Photo: P.-A. Giguère
Qui donc s’arrête à ces premiers mots du récit d’aujourd’hui? Ils nous paraissent purement anecdotiques. Et donc, négligeables. Quel intérêt y a-t-il dans la mention, plutôt banale, que Jésus parte de là où il est pour se diriger là où il veut aller? N’est-ce pas implicite à tous ses incessants déplacements, lui qui depuis, ses débuts, allait de villes en villages pour annoncer la bonne nouvelle du Règne de Dieu (Luc 8 1)?
Permettez-moi ce matin de vous proposer de donner plutôt un sens très fort à ces mots, jusqu’à en faire une clé maîtresse pour unifier le culte d’aujourd’hui et, aussi, pour nous accompagner tout au long de cette « Grande Semaine » qui commence.
« Jésus partit en avant ». Cela dit d’abord et avant tout qu’il prend l’initiative d’aller vers son destin. Sur lequel il ne se fait aucune illusion. Au fil des 16 chapitres précédents de l’évangile, Luc a signalé à ses lectrices et ses lecteurs l’hostilité de plus en plus manifeste à laquelle Jésus fait face, devenu parfaitement conscient que sa vie est en danger.
Les extraits de la Bible inspirant cette réflexion sont donnés à la toute fin de la prédication. Vous pouvez cliquer sur les liens pour lire les extraits. |
Luc est l’écrivain le plus habile des trois synoptiques. Six fois dans son évangile, plutôt que trois chez Marc et Matthieu, il mentionne cette conscience qu’avait Jésus de ce qui l’attendait à Jérusalem. Il a même placé, au beau milieu de son évangile, un verset charnière, qui fait basculer tout son récit. C’est au chapitre 9, le verset 51, que Luc a formulé d’une manière inhabituellement solennelle : « Comme arrivait le temps où il allait être enlevé du monde, Jésus durcit sa face pour prendre la route de Jérusalem. » À partir de là, la « montée à Jérusalem » sera rappelée pas moins de sept fois pour que les lectrices et les lecteurs de l’évangile ne perdent jamais de vue la tension annoncéei.

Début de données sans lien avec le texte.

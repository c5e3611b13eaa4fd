//! Error types for the content pipeline
//!
//! The store, formatting and page layers return these typed errors so that
//! callers can tell a missing document apart from a broken connection. The
//! command layer wraps everything in `anyhow`.

use thiserror::Error;

/// Failures talking to the content store
#[derive(Debug, Error)]
pub enum StoreError {
    #[error("request to content store failed: {0}")]
    Http(#[from] reqwest::Error),

    #[error("content store returned HTTP {status} for {url}")]
    Status { status: u16, url: String },

    #[error("no {doc_type} document with uid {uid:?}")]
    NotFound { doc_type: String, uid: String },

    #[error("failed to decode content store response: {0}")]
    Decode(#[from] serde_json::Error),

    #[error("invalid pagination cursor {0:?}")]
    InvalidCursor(String),

    #[error("content store API root has no master ref")]
    NoMasterRef,

    #[error("content store is not configured: {0}")]
    Config(String),

    #[error(transparent)]
    Io(#[from] std::io::Error),
}

impl StoreError {
    /// Whether the store answered but had no such document
    pub fn is_not_found(&self) -> bool {
        matches!(self, Self::NotFound { .. })
    }
}

/// Failures turning a raw document into display data
#[derive(Debug, Error)]
pub enum FormatError {
    #[error("document {0} has no uid")]
    MissingUid(String),

    #[error("invalid publication date {value:?}: {source}")]
    InvalidDate {
        value: String,
        #[source]
        source: chrono::ParseError,
    },

    #[error("unexpected document data: {0}")]
    Decode(#[from] serde_json::Error),
}

/// Failures building a listing or detail page
#[derive(Debug, Error)]
pub enum PageError {
    #[error(transparent)]
    Store(#[from] StoreError),

    #[error(transparent)]
    Format(#[from] FormatError),
}

impl PageError {
    pub fn is_not_found(&self) -> bool {
        matches!(self, Self::Store(e) if e.is_not_found())
    }
}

Eh bien, nous voici au seuil de la dernière étape. « Jésus partit en avant. » Cela dit sa détermination. Cela dit sa liberté, aussi fortement que l’expression « Il durcit sa face ». Il ne recule pas. Il ne va pas se cacher. Il ne fuit pas. Et je me dis : comme c’est grand quand une personne arrive à rester verticale et cohérente en dépit des obstacles, les obstacles qui se dressent devant d’elle ou ceux qui surgissent à l’intérieur d’elle ! Vraiment, il y a du divin dans la fidélité d’un humain qui demeure ferme dans sa résolution d’aller au bout d’une exigence intérieure.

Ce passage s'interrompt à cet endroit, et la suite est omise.